The IRS provides two methods for reimbursement – the actual method or standard allowance:
Actual Expense Method – Under the actual expense method, there must be records to evidence the actual cost of travel expenses. Only expenses actually related to the business travel may be reimbursed and only expenses incurred by the plan trustee are reimbursable. For example, if a plan trustee takes his spouse to a conference in Las Vegas, only the portion of the expenses incurred for the trustee is reimbursable. If a single occupancy hotel room is $150 and double occupancy is $200, the reimbursable amount is $150. However, there could be some hidden benefits if the rates for a single and a double room are the same, because the trustee would be entitled to full reimbursement of the room’s entire cost, even if the spouse uses it too.
Standard Meal Allowance – As an alternative to the actual expense method, the IRS standard rates can be used for meals and incidentals. The only documentation required under this method is proof of time, place, and business purpose of the travel. Incidental expenses are fees paid to porters, bag carriers, hotel staff, and staff on ships. Incidental expenses do not include expenses for laundry, cleaning and pressing of clothing, telephone calls, transportation between places of lodging or business and places where meals are taken, or the mailing cost of filing travel vouchers and paying employer-sponsored charge card billings. The reimbursement amount allowed by the IRS under the Standard Meal Allowance Method varies by destination. The allowed federal rates for Meals and Incidental Expenses (M&IE) by city can be found on the GSA website.
Travel for Departure and Return Days – Expense reimbursements for the departure and return days must be prorated under the standard meal allowance method by one of two methods.
- Method 1: claiming 75% of the standard meal allowance.

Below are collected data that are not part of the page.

//! Core of the natural-language file command tool.
//! Text is parsed into a draft, validated into a command, and handed to an
//! external execution engine whose result is rendered for the terminal.

pub mod cancel;
pub mod config;
pub mod confirm;
pub mod dispatcher;
pub mod engine;
pub mod errors;
pub mod format;
pub mod fs;
pub mod helpers;
pub mod model_parser;
pub mod models;
pub mod parser;
pub mod pipeline;
pub mod validator;
pub mod vocabulary;

pub use cancel::CancelToken;
pub use config::Settings;
pub use confirm::{confirm_destructive, is_affirmative};
pub use dispatcher::{
    decode_response, encode_request, Dispatcher, EngineOutput, ExecutionPort, ProcessEngine,
};
pub use engine::{expand_home, EngineLocator, ENGINE_PROGRAM};
pub use errors::{CoreError, Result, ValidationError};
pub use format::{format_dry_run, format_result};
pub use fs::{HostFs, RealHostFs};
pub use helpers::{elapsed_millis, parse_engine_timestamp, ENGINE_TIME_FORMAT};
pub use model_parser::{CompletionClient, ModelBackedParser};
pub use models::{Action, CommandDraft, ExecutionResult, RunFlags, ValidatedCommand};
pub use parser::{CommandParser, RuleBasedParser};
pub use pipeline::{prepare, Outcome, Pipeline};
pub use validator::validate;

/// Re-export a small stable API surface for the command crate.
pub mod prelude {
    pub use crate::{
        cancel::CancelToken,
        config::Settings,
        errors::{CoreError, Result},
        fs::{HostFs, RealHostFs},
        models::*,
        parser::{CommandParser, RuleBasedParser},
        pipeline::{prepare, Outcome, Pipeline},
    };
}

- Method 2: using any method that is consistently applied and that is in accordance with reasonable business practice, preferably documented in a travel expense policy for the plan.
Plan travel expenses are exempt from the prohibited transaction rules. If a reimbursement to a plan trustee is found to be unreasonable, the excess expenditure must be repaid and a penalty will be assessed by the Department of Labor. In addition to the correction of the unreasonable excess, a civil penalty amounting to 5% of the prohibited transaction will be assessed, which cannot be paid from plan assets. If a prohibited transaction is not corrected within 90 days of the agency’s final ruling, the civil penalty is increased to 100% of the amount involved.
If a plan expects to have its trustees regularly attend conferences or travel for plan business, we would recommend that the plan implement a travel policy. This travel policy will protect the plan from the risk of inappropriate plan expenses related to travel.
Complying with IRS and travel policy rules will keep trustees in line and out of trouble when traveling outside state lines.